De acordo com dados oficiais, em 2022, os bolivianos representaram 42% dos estrangeiros submetidos a trabalho escravo resgatados pela Polícia Federal, seguidos pelos haitianos (24%), venezuelanos (12%), paraguaios (10%) e peruanos (7%). Logo após estão os chineses, argentinos e uruguaios.

Mais de um milhão de escravizados no Brasil

Em escala global, a agricultura é o setor onde se registra o maior número de casos de trabalho análogo à escravidão. No Brasil, as vítimas frequentemente são homens jovens e negros escravizados no exercício dessa atividade econômica.

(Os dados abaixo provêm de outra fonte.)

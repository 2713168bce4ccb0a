//! Database Module
//!
//! Handles SQLite connection pool and migrations

pub mod repository;

use crate::utils::AppError;
use sqlx::SqlitePool;
use sqlx::sqlite::{SqliteConnectOptions, SqliteJournalMode, SqlitePoolOptions, SqliteSynchronous};
use std::str::FromStr;

/// Database service, owner of the SQLite connection pool
#[derive(Clone)]
pub struct DbService {
    pub pool: SqlitePool,
}

impl DbService {
    /// Create a new database service with WAL mode and embedded migrations
    pub async fn new(db_path: &str) -> Result<Self, AppError> {
        // Build connection options: WAL, foreign keys, normal sync
        let options = SqliteConnectOptions::from_str(&format!("sqlite:{db_path}"))
            .map_err(|e| AppError::database(format!("Invalid database path: {e}")))?
            .create_if_missing(true)
            .journal_mode(SqliteJournalMode::Wal)
            .synchronous(SqliteSynchronous::Normal)
            .pragma("foreign_keys", "ON")
            .optimize_on_close(true, None);

        let pool = SqlitePoolOptions::new()
            .max_connections(5)
            .connect_with(options)
            .await
            .map_err(|e| AppError::database(format!("Failed to open database: {e}")))?;

        // busy_timeout: 写冲突时等待 5s 而非立即失败
        sqlx::query("PRAGMA busy_timeout = 5000;")
            .execute(&pool)
            .await
            .map_err(|e| AppError::database(format!("Failed to set busy_timeout: {e}")))?;

        tracing::info!("Database connection established (SQLite WAL, busy_timeout=5000ms)");

        // Run migrations (ignore previously applied but now removed migrations)
        sqlx::migrate!("./migrations")
            .set_ignore_missing(true)
            .run(&pool)
            .await
            .map_err(|e| AppError::database(format!("Failed to apply migrations: {e}")))?;
        tracing::info!("Database migrations applied");

        Ok(Self { pool })
    }
}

Na mineração e na construção, as vítimas de escravidão ou semiescravidão também são, em sua maioria, homens; já no trabalho doméstico e na indústria têxtil, as vítimas são mulheres.

Em 2023, o Brasil ocupou a 11ª posição no ranking mundial de trabalho análogo à escravidão estabelecido pela Walk Free, que abrange 160 países.

A ONG, sediada na Austrália, estimou que no Brasil, a nação mais poderosa da América do Sul e a oitava maior economia do mundo, mais de um milhão de pessoas são escravizadas.

O Brasil ocupou também a 9ª posição nas Américas em esforços realizados pelo governo para combater o fenômeno, uma posição relativamente baixa devido ao fato de que, assim como os Estados Unidos, o país legalizou o trabalho em condições análogas à escravidão em seu sistema penitenciário.

Se considerarmos os últimos 14 anos, o Ministério do Emprego e Trabalho informou que 2023 foi um ano recorde em termos de resgates de trabalhadores nessa situação (3.190, em comparação com 2.587 em 2022) e em indenizações recebidas pelas vítimas.

83% das pessoas resgatadas se autodeclararam negras ou pardas, 15% brancas e 2% indígenas. A maioria era composta por homens.